Storage layout overview

The orchestrator (WhatsApp) writes to a small, fixed set of paths. Everything the library produces lives under one of these branches:

Branch Purpose
/session/ Authentication credentials and Signal protocol material.
/contact/ Contact metadata (one document per contact JID).
/chat/ Chat metadata + per-chat message documents (with separate content sub-docs).
/lid/ Bidirectional LID ↔ JID lookup index.

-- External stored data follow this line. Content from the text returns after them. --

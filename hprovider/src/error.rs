//! Shared provider error kinds and error value helpers.
//!
//! ```rust
//! use hprovider::ProviderError;
//!
//! let auth = ProviderError::authentication("signature mismatch");
//! assert!(!auth.retryable);
//!
//! let limited = ProviderError::rate_limited("too many requests");
//! assert!(limited.retryable);
//! ```

use std::error::Error;
use std::fmt::{Display, Formatter};

#[derive(Debug, Clone, Copy, PartialEq, Eq)]
pub enum ProviderErrorKind {
    Configuration,
    Authentication,
    RateLimited,
    InvalidRequest,
    Timeout,
    Transport,
    Unavailable,
    MalformedResponse,
    Other,
}

#[derive(Debug, Clone, PartialEq, Eq)]
pub struct ProviderError {
    pub kind: ProviderErrorKind,
    pub message: String,
    pub retryable: bool,
    /// Service-side error code, e.g. `AuthFailure.SignatureFailure`.
    pub code: Option<String>,
}

impl ProviderError {
    pub fn new(kind: ProviderErrorKind, message: impl Into<String>, retryable: bool) -> Self {
        Self {
            kind,
            message: message.into(),
            retryable,
            code: None,
        }
    }

    pub fn configuration(message: impl Into<String>) -> Self {
        Self::new(ProviderErrorKind::Configuration, message, false)
    }

    pub fn authentication(message: impl Into<String>) -> Self {
        Self::new(ProviderErrorKind::Authentication, message, false)
    }

    pub fn rate_limited(message: impl Into<String>) -> Self {
        Self::new(ProviderErrorKind::RateLimited, message, true)
    }

    pub fn invalid_request(message: impl Into<String>) -> Self {
        Self::new(ProviderErrorKind::InvalidRequest, message, false)
    }

    pub fn timeout(message: impl Into<String>) -> Self {
        Self::new(ProviderErrorKind::Timeout, message, true)
    }

    pub fn transport(message: impl Into<String>) -> Self {
        Self::new(ProviderErrorKind::Transport, message, true)
    }

    pub fn unavailable(message: impl Into<String>) -> Self {
        Self::new(ProviderErrorKind::Unavailable, message, true)
    }

    pub fn malformed_response(message: impl Into<String>) -> Self {
        Self::new(ProviderErrorKind::MalformedResponse, message, false)
    }

    pub fn other(message: impl Into<String>) -> Self {
        Self::new(ProviderErrorKind::Other, message, false)
    }

    pub fn with_code(mut self, code: impl Into<String>) -> Self {
        self.code = Some(code.into());
        self
    }

    pub fn is_retryable(&self) -> bool {
        self.retryable
    }

    /// Maps a Tencent Cloud `Response.Error.Code` onto a provider error.
    pub fn from_service_code(code: &str, message: impl Into<String>) -> Self {
        let category = code.split('.').next().unwrap_or(code);
        let error = match category {
            "AuthFailure" | "UnauthorizedOperation" => Self::authentication(message),
            "RequestLimitExceeded" | "LimitExceeded" => Self::rate_limited(message),
            "InvalidParameter" | "InvalidParameterValue" | "MissingParameter"
            | "UnsupportedOperation" | "UnknownParameter" | "InvalidAction" => {
                Self::invalid_request(message)
            }
            "InternalError" | "ResourceUnavailable" | "ServiceUnavailable" => {
                Self::unavailable(message)
            }
            _ => Self::other(message),
        };

        error.with_code(code)
    }
}

impl Display for ProviderError {
    fn fmt(&self, f: &mut Formatter<'_>) -> std::fmt::Result {
        match &self.code {
            Some(code) => write!(f, "{:?} ({code}): {}", self.kind, self.message),
            None => write!(f, "{:?}: {}", self.kind, self.message),
        }
    }
}

impl Error for ProviderError {}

Paths use / as separator and never start or end with a slash once normalized — both engines collapse // and trim leading/trailing /.


Path index

Every concrete path the orchestrator may write or read.

Path Purpose
/session/creds Baileys AuthenticationCreds (PIN, signed prekey, identity, registration).
/session/pre-key/<id> Signal pre-key entry written by baileys' key store.
/session/session/<id> Signal session record per remote identity.
/session/app-state-sync-key/<id> App-state sync key (rebuilt via proto.Message.AppStateSyncKeyData.create).
/session/sender-key/<id> Group sender keys.
/session/sender-key-memory/<id> Sender-key memory used during fan-out.
/session/device-list/<jid> Cached device list for a JID.
/session/lid-mapping/<id> Cached LID mapping entries persisted by baileys' key store.
/contact/<jid> Contact document (IContactRaw).
/chat/<cid> Chat document (IChatRaw).
/chat/<cid>/message/<mid> Message document (IMessage) including the full baileys WAMessage raw.
/chat/<cid>/message/<mid>/content Decoded payload { data: "<base64>" } (text, JSON, or media bytes).
/lid/<lid> Forward map: LID → JID (string).
/lid/<lid>_reverse Reverse fallback used by _resolve_jid() when the LID is unmapped.

Session keys

The exact set of /session/<category>/<id> paths depends on what baileys persists. The library treats every category uniformly: it serializes the value with BufferJSON and writes it under /session/<category>/<id>.


Document shapes

All documents are JSON serialized with BufferJSON. Buffers are encoded as:

{ "type": "Buffer", "data": "<base64 string>" }

deserialize<T>(raw) reconstructs the original Buffer/Uint8Array instances when reading.


IContactRaw/contact/<jid>

interface IContactRaw {
    id: string;                  // canonical JID (e.g. 584144709840@s.whatsapp.net)
    lid: string | null;          // alternative LID identifier when known
    name: string | null;         // address-book name
    notify: string | null;       // push name set by the contact
    verified_name: string | null;// verified business name
    img_url: string | null;      // profile picture URL ("changed" if rotated)
    status: string | null;       // bio / about
}

Example payload:

{
    "id": "584144709840@s.whatsapp.net",
    "lid": "140913951141911@lid",
    "name": "Juan Perez",
    "notify": "Juanito",
    "verified_name": null,
    "img_url": "https://pps.whatsapp.net/v/t61.24694-24/...",
    "status": "Available 24/7"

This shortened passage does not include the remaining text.